> [Task]
Please print only the top portion of the entries below, ending with the line that contains "pub fn load_from(path: &str)", exactly as written.

------ Entries shown ------

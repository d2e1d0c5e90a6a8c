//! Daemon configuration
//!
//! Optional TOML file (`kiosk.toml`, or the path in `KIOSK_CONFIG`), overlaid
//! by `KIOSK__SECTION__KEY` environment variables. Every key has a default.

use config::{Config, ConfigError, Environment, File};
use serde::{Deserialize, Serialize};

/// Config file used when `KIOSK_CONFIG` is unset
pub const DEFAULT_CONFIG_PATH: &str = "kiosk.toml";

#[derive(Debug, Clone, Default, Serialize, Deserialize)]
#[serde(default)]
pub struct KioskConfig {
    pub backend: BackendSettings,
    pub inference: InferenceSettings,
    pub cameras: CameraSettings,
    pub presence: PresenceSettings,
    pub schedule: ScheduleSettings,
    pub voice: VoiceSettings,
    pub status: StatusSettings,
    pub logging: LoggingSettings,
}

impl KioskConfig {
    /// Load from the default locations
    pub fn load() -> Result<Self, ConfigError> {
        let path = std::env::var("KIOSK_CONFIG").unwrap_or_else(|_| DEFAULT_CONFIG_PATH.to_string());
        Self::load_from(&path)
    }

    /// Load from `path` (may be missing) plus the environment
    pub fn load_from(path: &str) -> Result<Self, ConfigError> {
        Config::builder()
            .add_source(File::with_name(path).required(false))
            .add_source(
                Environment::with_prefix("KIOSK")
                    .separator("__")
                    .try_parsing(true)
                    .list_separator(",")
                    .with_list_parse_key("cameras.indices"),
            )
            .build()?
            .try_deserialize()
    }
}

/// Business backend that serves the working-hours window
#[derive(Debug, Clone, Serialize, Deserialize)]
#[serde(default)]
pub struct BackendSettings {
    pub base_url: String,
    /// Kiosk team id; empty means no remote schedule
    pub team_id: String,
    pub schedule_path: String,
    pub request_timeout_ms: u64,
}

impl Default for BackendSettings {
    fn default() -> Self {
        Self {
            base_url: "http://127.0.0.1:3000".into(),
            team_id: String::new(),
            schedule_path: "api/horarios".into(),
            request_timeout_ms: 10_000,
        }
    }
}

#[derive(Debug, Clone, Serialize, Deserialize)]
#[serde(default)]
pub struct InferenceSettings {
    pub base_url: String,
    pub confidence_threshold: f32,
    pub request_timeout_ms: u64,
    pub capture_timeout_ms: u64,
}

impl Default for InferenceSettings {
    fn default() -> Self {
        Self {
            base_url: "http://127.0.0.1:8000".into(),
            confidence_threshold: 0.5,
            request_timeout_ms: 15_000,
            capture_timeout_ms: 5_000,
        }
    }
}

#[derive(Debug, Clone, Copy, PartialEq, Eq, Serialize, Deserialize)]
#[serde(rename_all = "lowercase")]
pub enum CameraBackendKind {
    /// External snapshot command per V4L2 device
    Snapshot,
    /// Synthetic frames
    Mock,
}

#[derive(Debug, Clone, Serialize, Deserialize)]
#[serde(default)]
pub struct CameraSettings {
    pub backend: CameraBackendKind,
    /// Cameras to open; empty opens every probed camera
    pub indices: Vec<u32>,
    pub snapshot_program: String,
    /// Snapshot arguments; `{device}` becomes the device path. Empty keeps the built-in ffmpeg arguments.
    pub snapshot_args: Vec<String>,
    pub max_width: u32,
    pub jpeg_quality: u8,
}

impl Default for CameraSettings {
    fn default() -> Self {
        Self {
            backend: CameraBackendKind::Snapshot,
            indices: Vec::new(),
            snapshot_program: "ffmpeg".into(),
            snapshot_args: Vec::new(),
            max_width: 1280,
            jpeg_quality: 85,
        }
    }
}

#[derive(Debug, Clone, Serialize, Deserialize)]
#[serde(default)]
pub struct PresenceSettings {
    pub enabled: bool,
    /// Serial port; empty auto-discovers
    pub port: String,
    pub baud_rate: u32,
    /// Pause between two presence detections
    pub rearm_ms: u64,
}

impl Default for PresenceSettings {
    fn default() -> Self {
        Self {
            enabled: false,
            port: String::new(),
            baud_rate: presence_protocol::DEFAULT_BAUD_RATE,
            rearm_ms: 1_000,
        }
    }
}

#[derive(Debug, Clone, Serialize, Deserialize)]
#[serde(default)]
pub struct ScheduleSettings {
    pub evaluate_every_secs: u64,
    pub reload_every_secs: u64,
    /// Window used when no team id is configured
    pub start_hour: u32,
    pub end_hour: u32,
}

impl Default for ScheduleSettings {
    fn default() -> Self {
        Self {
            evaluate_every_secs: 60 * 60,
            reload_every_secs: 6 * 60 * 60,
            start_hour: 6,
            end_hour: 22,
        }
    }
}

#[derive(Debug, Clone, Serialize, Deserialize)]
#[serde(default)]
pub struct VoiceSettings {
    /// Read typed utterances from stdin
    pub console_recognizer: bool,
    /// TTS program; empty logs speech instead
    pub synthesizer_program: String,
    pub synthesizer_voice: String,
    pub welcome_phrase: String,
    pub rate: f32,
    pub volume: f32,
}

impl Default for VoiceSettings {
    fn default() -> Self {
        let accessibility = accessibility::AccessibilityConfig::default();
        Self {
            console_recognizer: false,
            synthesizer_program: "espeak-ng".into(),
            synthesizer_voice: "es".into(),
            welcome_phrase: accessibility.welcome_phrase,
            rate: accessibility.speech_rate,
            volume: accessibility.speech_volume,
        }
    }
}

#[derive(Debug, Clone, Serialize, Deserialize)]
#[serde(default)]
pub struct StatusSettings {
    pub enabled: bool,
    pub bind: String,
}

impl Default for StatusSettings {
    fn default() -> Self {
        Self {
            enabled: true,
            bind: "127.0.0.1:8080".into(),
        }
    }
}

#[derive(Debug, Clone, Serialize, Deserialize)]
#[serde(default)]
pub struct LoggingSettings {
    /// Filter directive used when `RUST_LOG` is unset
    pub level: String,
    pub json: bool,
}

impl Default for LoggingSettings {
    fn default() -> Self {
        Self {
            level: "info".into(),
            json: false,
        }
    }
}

------

> [Response to the task]
repository d2e1d0c5e90a6a8c
//! Daemon configuration
//!
//! Optional TOML file (`kiosk.toml`, or the path in `KIOSK_CONFIG`), overlaid
//! by `KIOSK__SECTION__KEY` environment variables. Every key has a default.

use config::{Config, ConfigError, Environment, File};
use serde::{Deserialize, Serialize};

/// Config file used when `KIOSK_CONFIG` is unset
pub const DEFAULT_CONFIG_PATH: &str = "kiosk.toml";

#[derive(Debug, Clone, Default, Serialize, Deserialize)]
#[serde(default)]
pub struct KioskConfig {
    pub backend: BackendSettings,
    pub inference: InferenceSettings,
    pub cameras: CameraSettings,
    pub presence: PresenceSettings,
    pub schedule: ScheduleSettings,
    pub voice: VoiceSettings,
    pub status: StatusSettings,
    pub logging: LoggingSettings,
}

impl KioskConfig {
    /// Load from the default locations
    pub fn load() -> Result<Self, ConfigError> {
        let path = std::env::var("KIOSK_CONFIG").unwrap_or_else(|_| DEFAULT_CONFIG_PATH.to_string());
        Self::load_from(&path)
    }

    /// Load from `path` (may be missing) plus the environment
    pub fn load_from(path: &str) -> Result<Self, ConfigError> {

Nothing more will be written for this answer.